About this blog

This is a window into the weird world of Anglicanism, as experienced on a Cathedral Close. Has anything much happened since Trollope's Barchester Chronicles? You will still see the 'canon in residence' hurrying across to choral Evensong, robes flapping, as the late bell chimes. But look carefully and you will notice he is checking the football score on his iPhone as he runs. This is also a writer's blog. It charts the agony and ecstasy of the novelist's life. And it's a fighter's blog. It charts the agony and ecstasy of the judo mat. Well, the agony, anyway.

Monday, 6 December 2010

Saturday in Lichfield


Last Saturday I enjoyed my quintessentially Lichfield Saturday experience, i.e., tough session on the judo mat, then an evening gradually seizing up on one of the world’s most uncomfortable chairs during an evening concert in the cathedral.

The judo consisted of a couple of groundwork bouts with my sensei, Keith, who is far too wily and experienced to be strangled by me, but a good enough sport to let me get close.

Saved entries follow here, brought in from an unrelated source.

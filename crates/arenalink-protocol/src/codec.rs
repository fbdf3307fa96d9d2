//! Payload codecs: how a message struct becomes the bytes after the header.
//!
//! The envelope never looks inside the payload. It hands the message to
//! whatever implements [`PayloadCodec`] and copies the result after the
//! 2-byte header. Swapping the codec changes the payload encoding without
//! touching framing.
//!
//! Two implementations ship with the crate:
//!
//! - [`CompactCodec`] (feature `compact`): bincode body, deflate-compressed
//!   when it's worth it. This is the production codec.
//! - [`JsonCodec`] (feature `json`): plain JSON, no compression. Readable
//!   in logs and browser DevTools, useful while debugging a client.
//!
//! Both sides of a connection must agree on the codec; nothing on the wire
//! says which one produced a payload.

use serde::{Serialize, de::DeserializeOwned};

use crate::CodecError;

#[cfg(feature = "compact")]
use std::io::{Read, Write};

#[cfg(feature = "compact")]
use serde::Deserialize;

/// Serializes payload structs to bytes and back.
///
/// ## Contract
///
/// - `deserialize(serialize(x)) == x` for every valid `x`.
/// - Output is deterministic: the same value and configuration always
///   produce the same bytes.
///
/// ## Trait bounds
///
/// `Send + Sync + 'static` lets one codec instance be shared by every
/// connection task. Implementations hold configuration only, never
/// per-message state.
pub trait PayloadCodec: Send + Sync + 'static {
    /// Serializes a value into payload bytes.
    fn serialize<T: Serialize>(&self, value: &T) -> Result<Vec<u8>, CodecError>;

    /// Deserializes payload bytes into a value.
    ///
    /// `DeserializeOwned` means the result owns its data, so the input
    /// buffer can be dropped (or reused for the next packet) right after.
    fn deserialize<T: DeserializeOwned>(&self, data: &[u8]) -> Result<T, CodecError>;
}

// ---------------------------------------------------------------------------
// JsonCodec
// ---------------------------------------------------------------------------

/// A [`PayloadCodec`] that writes JSON via `serde_json`.
///
/// ```rust
/// use arenalink_protocol::{JsonCodec, PayloadCodec, PingMessage};
///
/// let codec = JsonCodec;
/// let bytes = codec.serialize(&PingMessage { client_time_ms: 5000 }).unwrap();
/// assert_eq!(bytes, br#"{"clientTimeMs":5000}"#);
///
/// let back: PingMessage = codec.deserialize(&bytes).unwrap();
/// assert_eq!(back.client_time_ms, 5000);
/// ```
#[cfg(feature = "json")]
#[derive(Debug, Clone, Copy, Default)]
pub struct JsonCodec;

#[cfg(feature = "json")]
impl PayloadCodec for JsonCodec {
    fn serialize<T: Serialize>(&self, value: &T) -> Result<Vec<u8>, CodecError> {
        Ok(serde_json::to_vec(value)?)
    }

    fn deserialize<T: DeserializeOwned>(&self, data: &[u8]) -> Result<T, CodecError> {
        Ok(serde_json::from_slice(data)?)
    }
}

// ---------------------------------------------------------------------------
// CompactCodec
// ---------------------------------------------------------------------------

/// Marker byte: the rest of the payload is a raw bincode body.
#[cfg(feature = "compact")]
const MARKER_RAW: u8 = 0;

/// Marker byte: the rest of the payload is a deflate stream of the body.
#[cfg(feature = "compact")]
const MARKER_DEFLATE: u8 = 1;

/// How hard [`CompactCodec`] tries to shrink a payload.
#[cfg(feature = "compact")]
#[derive(Debug, Clone, Copy, PartialEq, Eq, Default, Serialize, Deserialize)]
#[serde(rename_all = "PascalCase")]
pub enum CompressionLevel {
    /// Never compress. Every payload is stored raw.
    None,
    /// Fastest deflate level.
    Fast,
    /// Deflate's default trade-off.
    #[default]
    Balanced,
    /// Smallest output, most CPU.
    Best,
}

#[cfg(feature = "compact")]
impl CompressionLevel {
    fn to_flate2(self) -> Option<flate2::Compression> {
        match self {
            Self::None => None,
            Self::Fast => Some(flate2::Compression::fast()),
            Self::Balanced => Some(flate2::Compression::default()),
            Self::Best => Some(flate2::Compression::best()),
        }
    }
}

/// Configuration for [`CompactCodec`].
#[cfg(feature = "compact")]
#[derive(Debug, Clone, Serialize, Deserialize)]
pub struct CompactCodecConfig {
    /// Compression level for bodies at or above `min_compress_len`.
    pub compression: CompressionLevel,

    /// Bodies shorter than this are stored raw. Deflate's own framing
    /// outweighs the savings on tiny messages like input or pings.
    pub min_compress_len: usize,

    /// Upper bound on a decoded body, checked after decompression.
    /// A tiny deflate stream can expand enormously; this caps it.
    pub max_payload_len: usize,
}

#[cfg(feature = "compact")]
impl Default for CompactCodecConfig {
    fn default() -> Self {
        Self {
            compression: CompressionLevel::default(),
            min_compress_len: 64,
            max_payload_len: 1024 * 1024,
        }
    }
}

#[cfg(feature = "compact")]
impl CompactCodecConfig {
    /// Smallest accepted `max_payload_len`.
    pub const MIN_PAYLOAD_LIMIT: usize = 1024;

    /// Clamp out-of-range values so the config is safe to use.
    ///
    /// Called by [`CompactCodec::new`]. `max_payload_len` is raised to
    /// [`Self::MIN_PAYLOAD_LIMIT`] if set lower.
    pub fn validated(mut self) -> Self {
        if self.max_payload_len < Self::MIN_PAYLOAD_LIMIT {
            tracing::warn!(
                max_payload_len = self.max_payload_len,
                min = Self::MIN_PAYLOAD_LIMIT,
                "max_payload_len below minimum, clamping"
            );
            self.max_payload_len = Self::MIN_PAYLOAD_LIMIT;
        }
        self
    }
}

/// Binary [`PayloadCodec`]: bincode with optional deflate compression.
///
/// ## Payload layout
///
/// ```text
/// byte 0     : 0 = raw body, 1 = deflate-compressed body
/// bytes 1..N : the body
/// ```
///
/// The marker lives inside the payload, so the envelope stays ignorant
/// of compression. A body is compressed only when it is at least
/// `min_compress_len` bytes and deflate actually makes it smaller.
#[cfg(feature = "compact")]
#[derive(Debug, Clone)]
pub struct CompactCodec {
    config: CompactCodecConfig,
}

#[cfg(feature = "compact")]
impl CompactCodec {
    /// Creates a codec from config (validated first).
    pub fn new(config: CompactCodecConfig) -> Self {
        Self {
            config: config.validated(),
        }
    }

    /// The active configuration.
    pub fn config(&self) -> &CompactCodecConfig {
        &self.config
    }

    fn compress(&self, body: &[u8], level: flate2::Compression) -> Result<Vec<u8>, CodecError> {
        let mut out = Vec::with_capacity(body.len() / 2 + 1);
        out.push(MARKER_DEFLATE);
        let mut encoder = flate2::write::DeflateEncoder::new(out, level);
        encoder.write_all(body).map_err(CodecError::Compression)?;
        encoder.finish().map_err(CodecError::Compression)
    }

    fn inflate(&self, compressed: &[u8]) -> Result<Vec<u8>, CodecError> {
        let max = self.config.max_payload_len;
        let mut body = Vec::new();
        // Read one byte past the limit so "exactly max" and "over max"
        // are distinguishable.
        flate2::read::DeflateDecoder::new(compressed)
            .take(max as u64 + 1)
            .read_to_end(&mut body)
            .map_err(CodecError::Compression)?;
        if body.len() > max {
            return Err(CodecError::TooLarge { max });
        }
        Ok(body)
    }
}

#[cfg(feature = "compact")]
impl Default for CompactCodec {
    fn default() -> Self {
        Self::new(CompactCodecConfig::default())
    }
}

#[cfg(feature = "compact")]
impl PayloadCodec for CompactCodec {
    fn serialize<T: Serialize>(&self, value: &T) -> Result<Vec<u8>, CodecError> {
        let body = bincode::serialize(value)?;

        if let Some(level) = self.config.compression.to_flate2() {
            if body.len() >= self.config.min_compress_len {
                let compressed = self.compress(&body, level)?;
                if compressed.len() <= body.len() {
                    return Ok(compressed);
                }
            }
        }

        let mut out = Vec::with_capacity(body.len() + 1);
        out.push(MARKER_RAW);
        out.extend_from_slice(&body);
        Ok(out)
    }

    fn deserialize<T: DeserializeOwned>(&self, data: &[u8]) -> Result<T, CodecError> {
        let (&marker, rest) = data.split_first().ok_or(CodecError::Empty)?;
        match marker {
            MARKER_RAW => {
                if rest.len() > self.config.max_payload_len {
                    return Err(CodecError::TooLarge {
                        max: self.config.max_payload_len,
                    });
                }
                Ok(bincode::deserialize(rest)?)
            }
            MARKER_DEFLATE => {
                let body = self.inflate(rest)?;
                Ok(bincode::deserialize(&body)?)
            }
            other => Err(CodecError::UnknownMarker(other)),
        }
    }
}

#[cfg(all(test, feature = "json", feature = "compact"))]
mod tests {
    use super::*;
    use crate::{CombatEvent, CombatEventMessage, CombatEventType, PingMessage};

    fn big_combat_batch() -> CombatEventMessage {
        // 50 near-identical events: large and very compressible.
        let events = (0..50)
            .map(|i| CombatEvent {
                event_type: CombatEventType::Hit,
                source_entity_id: crate::EntityId(1),
                target_entity_id: crate::EntityId(2),
                amount: 5.0,
                remaining_hp: 100.0 - i as f32,
                duration_ms: 0,
            })
            .collect();
        CombatEventMessage { tick: 9, events }
    }

    // =====================================================================
    // JsonCodec
    // =====================================================================

    #[test]
    fn test_json_codec_uses_camel_case_field_names() {
        let bytes = JsonCodec.serialize(&PingMessage { client_time_ms: 1 }).unwrap();
        let json: serde_json::Value = serde_json::from_slice(&bytes).unwrap();
        assert_eq!(json["clientTimeMs"], 1);
    }

    #[test]
    fn test_json_codec_decode_garbage_returns_error() {
        let result: Result<PingMessage, _> = JsonCodec.deserialize(b"not json");
        assert!(matches!(result, Err(CodecError::Json(_))));
    }

    // =====================================================================
    // CompactCodec
    // =====================================================================

    #[test]
    fn test_compact_small_payload_stored_raw() {
        let codec = CompactCodec::default();
        let bytes = codec.serialize(&PingMessage { client_time_ms: 7 }).unwrap();
        assert_eq!(bytes[0], MARKER_RAW);
        // marker + u64
        assert_eq!(bytes.len(), 9);
    }

    #[test]
    fn test_compact_large_payload_is_compressed_and_round_trips() {
        let codec = CompactCodec::default();
        let msg = big_combat_batch();
        let raw_len = bincode::serialize(&msg).unwrap().len();

        let bytes = codec.serialize(&msg).unwrap();
        assert_eq!(bytes[0], MARKER_DEFLATE);
        assert!(bytes.len() < raw_len);

        let decoded: CombatEventMessage = codec.deserialize(&bytes).unwrap();
        assert_eq!(decoded, msg);
    }

    #[test]
    fn test_compact_compression_none_never_compresses() {
        let codec = CompactCodec::new(CompactCodecConfig {
            compression: CompressionLevel::None,
            ..Default::default()
        });
        let bytes = codec.serialize(&big_combat_batch()).unwrap();
        assert_eq!(bytes[0], MARKER_RAW);
    }

    #[test]
    fn test_compact_output_is_deterministic() {
        let codec = CompactCodec::default();
        let a = codec.serialize(&big_combat_batch()).unwrap();
        let b = codec.serialize(&big_combat_batch()).unwrap();
        assert_eq!(a, b);
    }

    #[test]
    fn test_compact_empty_payload_returns_error() {
        let result: Result<PingMessage, _> = CompactCodec::default().deserialize(&[]);
        assert!(matches!(result, Err(CodecError::Empty)));
    }

    #[test]
    fn test_compact_unknown_marker_returns_error() {
        let result: Result<PingMessage, _> =
            CompactCodec::default().deserialize(&[9, 0, 0, 0, 0, 0, 0, 0, 0]);
        assert!(matches!(result, Err(CodecError::UnknownMarker(9))));
    }

    #[test]
    fn test_compact_truncated_body_returns_bincode_error() {
        let result: Result<PingMessage, _> =
            CompactCodec::default().deserialize(&[MARKER_RAW, 1, 2]);
        assert!(matches!(result, Err(CodecError::Bincode(_))));
    }

    #[test]
    fn test_compact_decompression_bomb_is_capped() {
        // 64 KiB of zeros compresses to a few hundred bytes.
        let zeros = vec![0u8; 64 * 1024];
        let mut encoder = flate2::write::DeflateEncoder::new(
            vec![MARKER_DEFLATE],
            flate2::Compression::best(),
        );
        encoder.write_all(&zeros).unwrap();
        let payload = encoder.finish().unwrap();

        let codec = CompactCodec::new(CompactCodecConfig {
            max_payload_len: 4096,
            ..Default::default()
        });
        let result: Result<Vec<u8>, _> = codec.deserialize(&payload);
        assert!(matches!(result, Err(CodecError::TooLarge { max: 4096 })));
    }

    #[test]
    fn test_compact_config_validated_clamps_payload_limit() {
        let config = CompactCodecConfig {
            max_payload_len: 10,
            ..Default::default()
        }
        .validated();
        assert_eq!(config.max_payload_len, CompactCodecConfig::MIN_PAYLOAD_LIMIT);
    }

    #[test]
    fn test_compression_level_default_is_balanced() {
        assert_eq!(CompressionLevel::default(), CompressionLevel::Balanced);
        assert_eq!(CompactCodecConfig::default().compression, CompressionLevel::Balanced);
    }
}
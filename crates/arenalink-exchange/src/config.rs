//! Exchange configuration.

use std::time::Duration;

use serde::{Deserialize, Serialize};
use tracing::warn;

/// Upper bound on [`ExchangeConfig::response_grace`].
pub const MAX_RESPONSE_GRACE: Duration = Duration::from_secs(60);

/// Tunables for [`OpportunityTracker`](crate::OpportunityTracker).
#[derive(Debug, Clone, PartialEq, Eq, Serialize, Deserialize)]
pub struct ExchangeConfig {
    /// Extra time past `deadlineMs` during which a response is still
    /// accepted. Covers the one-way trip of a response the client sent
    /// in time. Expiry waits for the grace window too.
    pub response_grace: Duration,

    /// Maximum number of forced opportunities `Offered` at once.
    /// Advisory ones never count: a new offer supersedes them.
    pub max_outstanding: usize,
}

impl Default for ExchangeConfig {
    fn default() -> Self {
        Self {
            response_grace: Duration::ZERO,
            max_outstanding: 8,
        }
    }
}

impl ExchangeConfig {
    /// Clamp `max_outstanding` to at least 1 and `response_grace` to
    /// [`MAX_RESPONSE_GRACE`].
    pub fn validated(mut self) -> Self {
        if self.max_outstanding == 0 {
            warn!("max_outstanding of 0 would refuse every offer, using 1");
            self.max_outstanding = 1;
        }
        if self.response_grace > MAX_RESPONSE_GRACE {
            warn!(
                response_grace = ?self.response_grace,
                max = ?MAX_RESPONSE_GRACE,
                "response_grace too large, clamping"
            );
            self.response_grace = MAX_RESPONSE_GRACE;
        }
        self
    }
}
//! Receiver side of the delta policy: the client's "last known state".
//!
//! Rules the tracker enforces:
//!
//! - A snapshot replaces everything.
//! - A delta touches only the entities it lists, and only their flagged
//!   fields. An entity absent from a delta keeps its state unmodified.
//! - Nothing older than the last applied tick is applied.

use std::collections::HashMap;
use std::collections::hash_map::Entry;

use arenalink_protocol::{
    ArenaStateDelta, ArenaStateSnapshot, EntityId, EntityState, MatchPhase, MatchStateMessage,
};
use tracing::{debug, trace};

use crate::SyncError;

/// What an [`EntityTracker::apply_delta`] call changed.
#[derive(Debug, Clone, Copy, PartialEq, Eq, Default)]
pub struct ApplyReport {
    /// Known entities that received at least one flagged field.
    pub updated: usize,
    /// Entities seen for the first time in this delta.
    pub created: usize,
}

/// Per-entity state reconstructed from snapshots and deltas.
#[derive(Debug, Default)]
pub struct EntityTracker {
    entities: HashMap<EntityId, EntityState>,
    tick: Option<u32>,
    phase: MatchPhase,
}

impl EntityTracker {
    pub fn new() -> Self {
        Self::default()
    }

    /// Replaces all state with the snapshot's.
    ///
    /// # Errors
    /// [`SyncError::StaleTick`] if the snapshot is older than the last
    /// applied tick. State is left unchanged.
    pub fn apply_snapshot(&mut self, snapshot: &ArenaStateSnapshot) -> Result<(), SyncError> {
        self.check_tick(snapshot.tick)?;

        self.entities = snapshot
            .entities
            .iter()
            .map(|e| (e.entity_id, *e))
            .collect();
        self.tick = Some(snapshot.tick);
        self.phase = snapshot.phase;

        debug!(
            tick = snapshot.tick,
            entities = self.entities.len(),
            phase = ?snapshot.phase,
            "snapshot applied"
        );
        Ok(())
    }

    /// Applies the flagged fields of every listed entity.
    ///
    /// An entity the tracker hasn't seen starts from a zeroed state before
    /// its flagged fields are written.
    ///
    /// # Errors
    /// [`SyncError::StaleTick`] if the delta is older than the last
    /// applied tick. State is left unchanged.
    pub fn apply_delta(&mut self, delta: &ArenaStateDelta) -> Result<ApplyReport, SyncError> {
        self.check_tick(delta.tick)?;

        let mut report = ApplyReport::default();
        for entity_delta in &delta.entities {
            let state = match self.entities.entry(entity_delta.entity_id) {
                Entry::Occupied(slot) => {
                    report.updated += 1;
                    slot.into_mut()
                }
                Entry::Vacant(slot) => {
                    debug!(
                        entity = %entity_delta.entity_id,
                        flags = %entity_delta.flags,
                        "delta introduced unknown entity"
                    );
                    report.created += 1;
                    slot.insert(EntityState::new(entity_delta.entity_id))
                }
            };
            entity_delta.apply_to(state);
        }
        self.tick = Some(delta.tick);

        trace!(tick = delta.tick, ?report, "delta applied");
        Ok(report)
    }

    /// Records a phase change.
    ///
    /// # Errors
    /// [`SyncError::StaleTick`] if the message is older than the last
    /// applied tick.
    pub fn apply_match_state(&mut self, message: &MatchStateMessage) -> Result<(), SyncError> {
        self.check_tick(message.tick)?;
        if self.phase != message.phase {
            debug!(from = ?self.phase, to = ?message.phase, tick = message.tick, "phase changed");
        }
        self.phase = message.phase;
        self.tick = Some(message.tick);
        Ok(())
    }

    /// Last known state of one entity.
    pub fn get(&self, entity_id: EntityId) -> Option<&EntityState> {
        self.entities.get(&entity_id)
    }

    /// All tracked entities, in no particular order.
    pub fn entities(&self) -> impl Iterator<Item = &EntityState> {
        self.entities.values()
    }

    /// Stops tracking an entity (e.g. on a despawn event).
    pub fn remove(&mut self, entity_id: EntityId) -> Option<EntityState> {
        self.entities.remove(&entity_id)
    }

    pub fn len(&self) -> usize {
        self.entities.len()
    }

    pub fn is_empty(&self) -> bool {
        self.entities.is_empty()
    }

    /// Tick of the last applied update, `None` before the first one.
    pub fn tick(&self) -> Option<u32> {
        self.tick
    }

    pub fn phase(&self) -> MatchPhase {
        self.phase
    }

    fn check_tick(&self, tick: u32) -> Result<(), SyncError> {
        match self.tick {
            Some(last) if tick < last => {
                debug!(last, got = tick, "stale update rejected");
                Err(SyncError::StaleTick { last, got: tick })
            }
            _ => Ok(()),
        }
    }
}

And then not to pay me back by pinning me down mercilessly, the way a lesser man would. Humility, that’s the hallmark of a seasoned judoka. Having nothing to prove, no ego to protect. If you can’t take a good strangle off a girl (without saying ‘I let you do it’), you have much to learn, my young grasshopper. Then I had a spot of randori (free-flowing standing work) with another of my coaches, Heather. We’ve been fighting together for nearly 10 years now, and pretty much know the other’s techniques with our eyes closed. She has youth on her side. I have weight on mine. A couple of extra stone does you no harm on the judo mat, trust me.

And then to the concert. Well, not straight to the concert, obviously. A quick shower and a rummage through the charity shop purchases for something posh. Footwear is the issue, as ever. It’s not far to the cathedral from here, not far enough for a taxi anyway, it being approximately 50m (see picture taken from our landing), but this is still too far if you suffer as I do from hallux rigidus—or in layman’s terms, knackered big toe joint. On a day-to-day basis it’s manageable, unless you attempt to wear high heels. Didn’t even make it to the front door on Saturday. There’s no such thing as an elegant hobble. I’ll have to get someone to wheelbarrow me across another time, but that would have been folly on Saturday. Too icy. So boots it was.

The concert. It was Haydn (Missa Sancti Nicoli, ‘Farewell’ Symphony) and Mozart’s Solemn Vespers, performed by the Lichfield Cathedral Chorus, the choir formerly known as ‘The Special Choir’ (and behind their backs as ‘The Special Needs Choir’, hence the change of name, one suspects); and the St Chad’s Camerata. For the first time they were under the baton of (half of) our new musical director, Ben Lamb. The soloists performed from the tiniest platforms in musical history, but I’m happy to say there were no ugly incidents of plummeting tenors, or injured punters on the front row.

The feeling on the front row was that it was a stunning performance, but that for a man with a red silk lining to his tail coat, the conductor’s shoes were not gay enough. This was remedied during the interval by the canon chancellor, a man with a collection of the gayest shoes on the Close.